Burt suggested an alternative to Coleman’s explanation of the source of social capital. He argued that social capital is bridging in nature and is associated with the social structure full of structural holes, existing when the ties within a network are weak and many potential new contacts can be established. Social capital is accumulated by individuals serving as brokers, connecting otherwise unconnected individuals. The advantages created by bridging social capital include better access to novel information and to diverse human and financial capital of other people, having greater visibility and being able to produce more innovative solutions. Burt also noted that weaker ties do not require investment to sustain the level of closeness necessary for cohesion.
In terms of social network measures, a network with structural holes is characterized by a lower density and a lower mean strength of co-authorship ties. It typically includes many participants, i.e. it is large. Finally, a network with structural holes has a high value of efficiency. This is another one of Burt’s complex measures that uses size, density and mean strength of ties to assess redundancy and number of holes in a network.
In the case of co-authorship networks, a researcher demonstrating an egocentric (i.e. individual) network of structural holes would have an extended network of contacts with whom he/she co-authors only once. The co-authors would be expected to be very different in their conceptual and methodological backgrounds, depending on their field and line of inquiry. Such authors could be more productive because they would generate more novel ideas due to working in interdisciplinary fields. They might also have higher visibility because co-authors would publish and cite collaborative papers in diverse journals, thus increasing each other’s visibility and the chances that the work would be cited by people outside the network. They would also have better access to resources.
Building on the ideas of Coleman and Burt, and utilizing the summary measures of constraint and efficiency, Rumsey-Wairepo developed the following classification of co-authorship structures: (1) isolate structure, which is characteristic for a researchers, who tends to publish alone; (2) dyadic structure, which is common for researchers working in exclusive pairs; (3) cohesive structure , which is characterized by a high value of constraint and a low value of efficiency; (4) structural holes structure, which is characterized by low constraint and high efficiency; (5) independent structure, which is characteristic for configuration of ties with low values for both measures; (6) complex structure, which is characteristic for tie configurations with high values of both measures; (7) middle structure, which is essentially the middle ground, where the configuration is average in both efficiency and constraint.
In this study, to classify types of co-authorship tendencies, we use Rumsey-Wairepo’s system of classification with two minor modifications. Specifically, to make labels for tendencies more parallel, we use the labels “bonding” and “bridging” for cohesive and structural holes tendencies respectively. The labels will correspond to two types of social capital created by the tendencies. In addition to that, the label “complex” is replaced with the label “combination,” which better describes the essence of the tendency. Figure 1 summarizes the adapted visual representation of the classification of co-authorship tendencies based on Rumsey-Wairepo. Table 1 provides a lay description of the tendencies.
Justification for the Choice of Russian Cardiology
Russia represents an interesting case for the analysis for several reasons.

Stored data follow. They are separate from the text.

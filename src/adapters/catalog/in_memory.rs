//! In-memory tool catalog.
//!
//! Holds every record in load order plus an identifier index. The table is
//! immutable after construction and is shared across request handlers
//! behind an `Arc`, so reads need no locking.

use async_trait::async_trait;
use std::collections::HashMap;

use crate::domain::catalog::{ToolCostRecord, ToolListing};
use crate::ports::{CatalogError, ToolCatalog};

use super::CatalogLoadError;

/// Immutable, indexed tool catalog.
#[derive(Debug, Default)]
pub struct InMemoryToolCatalog {
    records: Vec<ToolCostRecord>,
    index: HashMap<String, usize>,
}

impl InMemoryToolCatalog {
    /// Builds a catalog from records in load order.
    ///
    /// # Errors
    ///
    /// Returns `DuplicateToolId` if two records share an identifier.
    pub fn new(records: Vec<ToolCostRecord>) -> Result<Self, CatalogLoadError> {
        let mut index = HashMap::with_capacity(records.len());
        for (position, record) in records.iter().enumerate() {
            if index.insert(record.tool_id.clone(), position).is_some() {
                return Err(CatalogLoadError::DuplicateToolId(record.tool_id.clone()));
            }
        }
        Ok(Self { records, index })
    }

    pub fn len(&self) -> usize {
        self.records.len()
    }

    pub fn is_empty(&self) -> bool {
        self.records.is_empty()
    }

    /// All records, in load order.
    pub fn records(&self) -> &[ToolCostRecord] {
        &self.records
    }

    /// Exact, case-sensitive lookup.
    pub fn get(&self, tool_id: &str) -> Option<&ToolCostRecord> {
        self.index.get(tool_id).map(|&position| &self.records[position])
    }
}

#[async_trait]
impl ToolCatalog for InMemoryToolCatalog {
    async fn list(&self, listing: &ToolListing) -> Result<Vec<ToolCostRecord>, CatalogError> {
        Ok(listing.apply(&self.records))
    }

    async fn find(&self, tool_id: &str) -> Result<Option<ToolCostRecord>, CatalogError> {
        Ok(self.get(tool_id).cloned())
    }
}

#[cfg(test)]
mod tests {
    use super::*;
    use crate::domain::catalog::tool_cost::fixtures::record;
    use crate::domain::catalog::{CostField, SortOrder};

    fn catalog() -> InMemoryToolCatalog {
        InMemoryToolCatalog::new(vec![
            record("hisat2", 0.30, 0.25, 0.90),
            record("fastqc", 0.05, 0.04, 0.20),
            record("multiqc", 0.01, 0.01, 0.02),
        ])
        .unwrap()
    }

    #[test]
    fn rejects_duplicate_identifiers() {
        let result = InMemoryToolCatalog::new(vec![
            record("fastqc", 0.05, 0.04, 0.20),
            record("fastqc", 0.06, 0.05, 0.21),
        ]);
        assert!(matches!(result, Err(CatalogLoadError::DuplicateToolId(id)) if id == "fastqc"));
    }

    #[test]
    fn get_is_case_sensitive() {
        let catalog = catalog();
        assert_eq!(catalog.get("fastqc").map(|r| r.tool_id.as_str()), Some("fastqc"));
        assert!(catalog.get("FastQC").is_none());
        assert!(catalog.get("fastqc ").is_none());
    }

    #[test]
    fn records_keep_load_order() {
        let catalog = catalog();
        let ids: Vec<&str> = catalog.records().iter().map(|r| r.tool_id.as_str()).collect();
        assert_eq!(ids, vec!["hisat2", "fastqc", "multiqc"]);
        assert_eq!(catalog.len(), 3);
        assert!(!catalog.is_empty());
    }

    #[tokio::test]
    async fn list_applies_sort_and_window() {
        let catalog = catalog();
        let listing = ToolListing::new(CostField::Average, SortOrder::Descending, 1, 5).unwrap();

        let page = catalog.list(&listing).await.unwrap();
        let ids: Vec<&str> = page.iter().map(|r| r.tool_id.as_str()).collect();
        assert_eq!(ids, vec!["fastqc", "multiqc"]);
    }

    #[tokio::test]
    async fn repeated_reads_are_identical() {
        let catalog = catalog();
        let listing = ToolListing::default();

        assert_eq!(
            catalog.list(&listing).await.unwrap(),
            catalog.list(&listing).await.unwrap()
        );
        assert_eq!(
            catalog.find("hisat2").await.unwrap(),
            catalog.find("hisat2").await.unwrap()
        );
        assert!(catalog.find("unknown").await.unwrap().is_none());
    }
}
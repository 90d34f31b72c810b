//! Rainstone server binary.
//!
//! Loads configuration and the tool catalog, then serves the HTTP API until
//! Ctrl-C or SIGTERM.

use std::sync::Arc;

use tokio::signal;
use tracing::info;
use tracing_subscriber::{fmt, prelude::*, EnvFilter};

use rainstone::adapters::{build_router, load_catalog};
use rainstone::config::{AppConfig, ServerConfig};
use rainstone::ports::ToolCatalog;

#[tokio::main]
async fn main() -> Result<(), Box<dyn std::error::Error>> {
    let config = AppConfig::load()?;
    init_tracing(&config.server);
    config.validate()?;

    // The catalog must be complete before the listener accepts connections.
    let catalog: Arc<dyn ToolCatalog> = Arc::new(load_catalog(&config.catalog.path)?);

    let app = build_router(catalog, &config.server);
    let addr = config.server.socket_addr()?;

    info!(
        %addr,
        root_path = %config.server.root_path,
        environment = ?config.server.environment,
        "Starting Rainstone"
    );

    let listener = tokio::net::TcpListener::bind(addr).await?;
    axum::serve(listener, app)
        .with_graceful_shutdown(shutdown_signal())
        .await?;

    info!("Server shutdown complete");
    Ok(())
}

fn init_tracing(server: &ServerConfig) {
    let filter = EnvFilter::try_from_default_env()
        .unwrap_or_else(|_| EnvFilter::new(&server.log_level));

    if server.is_production() {
        tracing_subscriber::registry()
            .with(fmt::layer().json())
            .with(filter)
            .init();
    } else {
        tracing_subscriber::registry()
            .with(fmt::layer().compact())
            .with(filter)
            .init();
    }
}

async fn shutdown_signal() {
    let ctrl_c = async {
        if let Err(error) = signal::ctrl_c().await {
            tracing::error!(%error, "Failed to listen for Ctrl+C");
            std::future::pending::<()>().await;
        }
    };

    #[cfg(unix)]
    let terminate = async {
        match signal::unix::signal(signal::unix::SignalKind::terminate()) {
            Ok(mut stream) => {
                stream.recv().await;
            }
            Err(error) => {
                tracing::error!(%error, "Failed to install SIGTERM handler");
                std::future::pending::<()>().await;
            }
        }
    };

    #[cfg(not(unix))]
    let terminate = std::future::pending::<()>();

    tokio::select! {
        _ = ctrl_c => {
            info!("Received Ctrl+C, shutting down...");
        },
        _ = terminate => {
            info!("Received terminate signal, shutting down...");
        },
    }
}
//! Tool catalog adapters.
//!
//! - `csv_loader` - Reads the cost statistics dataset at startup
//! - `InMemoryToolCatalog` - Immutable, indexed implementation of the `ToolCatalog` port

mod csv_loader;
mod error;
mod in_memory;

pub use csv_loader::{load_catalog, load_catalog_from_reader, REQUIRED_COLUMNS};
pub use error::CatalogLoadError;
pub use in_memory::InMemoryToolCatalog;
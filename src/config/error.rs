//! Configuration error types

use thiserror::Error;

/// Errors that can occur during configuration loading
#[derive(Debug, Error)]
pub enum ConfigError {
    #[error("Configuration loading failed: {0}")]
    LoadError(#[from] config::ConfigError),

    #[error("Validation failed: {0}")]
    ValidationFailed(#[from] ValidationError),
}

/// Errors that can occur during configuration validation
#[derive(Debug, Error)]
pub enum ValidationError {
    #[error("Required configuration missing: {0}")]
    MissingRequired(&'static str),

    #[error("Invalid port number")]
    InvalidPort,

    #[error("Invalid socket address: {0}")]
    InvalidSocketAddr(String),

    #[error("Root path must start with '/' and must not end with '/': {0}")]
    InvalidRootPath(String),

    #[error("Upload size limit must be greater than zero")]
    InvalidUploadLimit,
}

Russia is not a scientifically-advanced country, but it is recognized as scientifically-proficient with advanced scientific expertise in many disciplines at the basic and applied level. In addition, it has developed research publishing. In 2007, Russia was ninth in the world in the number of published research journals. Russia’s high level of research activity implies large co-authorship networks and the potential for manifestation of a variety of co-authorship tendencies. Due to availability of recognized Russian journals it is expected that many researchers publish domestically rather than submit their publications abroad. The Russian scientific enterprise is still relatively closed and underfunded at the individual level, and in many fields Russian researchers do not actively submit their articles to journals outside the country.
The second rationale for the choice of Russia was the high probability that the co-authorship networks in the country would be relatively complete and representative of the pool of researchers in the country. In the case of other scientifically proficient countries, such as India or China, the fear was that a large share of talented researchers would prefer submitting their articles to journals abroad. As a result, if only national journals in these countries were examined, the productivity of those researchers, who publish both domestically and abroad, would be underestimated.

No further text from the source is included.